News / Africa

Uganda Charges Three 'Walk to Work' Demonstrators with Treason

Multimedia

Audio
Douglas Mpuga

Three members of Uganda’s Activists for Change (A4C) pressure group have been charged with treason following the recent renewal of the walk-to-work campaign.

The three, Sam Mugumya, Francis Mwijukye and Ingrid Turinawe are among several activists said to have plotted to overthrow the government. Turinawe, the A4C leader, did not appear for the trial, which started Wednesday, prompting the court to issue a warrant of arrest for her.

Treason is a capital offence in Uganda and carries a death penalty on conviction.
“As far as I am concerned, we activists are doing our work in the open,” said Turinawe, who is also the chairperson of the Women’s League of the opposition Forum for Democratic Change.

They will have to prove it [treason charge] in court”, she said.  “Our activities are non-violent, and all we seek is change.”

Turinawe explained that they have even communicating with Uganda’s Inspector General of Police about their activities.

“I am just waiting for them to come and arrest me,” she said in reference to the warrant of arrest issued today against her. “I have done nothing wrong, and I am not worried.”She accused the head of the police of trying to frame the activists with terrorism and treason charges.

Turinawe said that A4C activists will not be intimidated by the actions of government. Even the president, she added, has been trying to pass a law in parliament to deny demonstrators the right to bail so “I think these charges are a shortcut to keep demonstrators in jail for a long time.”

She swore to go on with her activism until she is arrested. “That is how dictators work. The government is trying to intimidate people. We are ready to face all the consequences.”

Turiunanwe said the Walk to Work campaign will culminate with a rally on Saturday, although the government is trying to discourage the public from participating.

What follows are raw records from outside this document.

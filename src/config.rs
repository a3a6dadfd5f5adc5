use serde::{Deserialize, Serialize};
use std::fs;
use std::path::{Path, PathBuf};
use std::time::Duration;
use anyhow::{Result, anyhow, bail};

use crate::generate::{GenerationOptions, DEFAULT_MAX_LENGTH, DEFAULT_TEMPERATURE};

pub const DEFAULT_BASE_URL: &str = "http://localhost:8000";
pub const DEFAULT_TIMEOUT_SECS: u64 = 120;

#[derive(Serialize, Deserialize, Debug, Clone, PartialEq)]
#[serde(default)]
pub struct Config {
    pub base_url: String,
    pub max_length: u32,
    pub temperature: f32,
    pub timeout_secs: u64,
}

impl Default for Config {
    fn default() -> Self {
        Self::new()
    }
}

impl Config {
    pub fn new() -> Self {
        Self {
            base_url: DEFAULT_BASE_URL.to_string(),
            max_length: DEFAULT_MAX_LENGTH,
            temperature: DEFAULT_TEMPERATURE,
            timeout_secs: DEFAULT_TIMEOUT_SECS,
        }
    }

    pub fn load_from(config_path: &Path) -> Result<Self> {
        if !config_path.exists() {
            return Ok(Self::new());
        }

        let config_content = fs::read_to_string(config_path)?;
        let config: Config = serde_json::from_str(&config_content)
            .map_err(|e| anyhow!("Invalid config file {}: {}", config_path.display(), e))?;
        Ok(config)
    }

    pub fn save_to(&self, config_path: &Path) -> Result<()> {
        // Create config directory if it doesn't exist
        if let Some(parent) = config_path.parent() {
            fs::create_dir_all(parent)?;
        }

        let config_content = serde_json::to_string_pretty(self)?;
        fs::write(config_path, config_content)?;
        Ok(())
    }

    pub fn validate(&self) -> Result<()> {
        if self.base_url.trim().is_empty() {
            bail!("base_url must not be empty");
        }
        self.generation_options()?;
        if self.timeout_secs == 0 {
            bail!("timeout_secs must be greater than 0");
        }
        Ok(())
    }

    pub fn generation_options(&self) -> Result<GenerationOptions> {
        Ok(GenerationOptions::new(self.max_length, self.temperature)?)
    }

    pub fn timeout(&self) -> Duration {
        Duration::from_secs(self.timeout_secs)
    }

    pub fn get_config_path() -> Result<PathBuf> {
        let config_dir = dirs::config_dir()
            .ok_or_else(|| anyhow!("Could not determine config directory"))?;

        Ok(config_dir.join("promptline").join("config.json"))
    }
}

Meanwhile, opposition leader Dr. Kizza Besigye has been unable to leave his Kasangati home, which is surrounded by a heavy deployment of riot police.

The Forum for Democratic Change (FDC) leader was on Tuesday placed under “preventive arrest” when he tried to walk from his home in Kasangati, over 20 kilometers North West of Kampala.

Opposition parties held “Walk to Work” protests in Uganda in April and May over high prices and political corruption. The demonstrations sparked violence and standoffs with police.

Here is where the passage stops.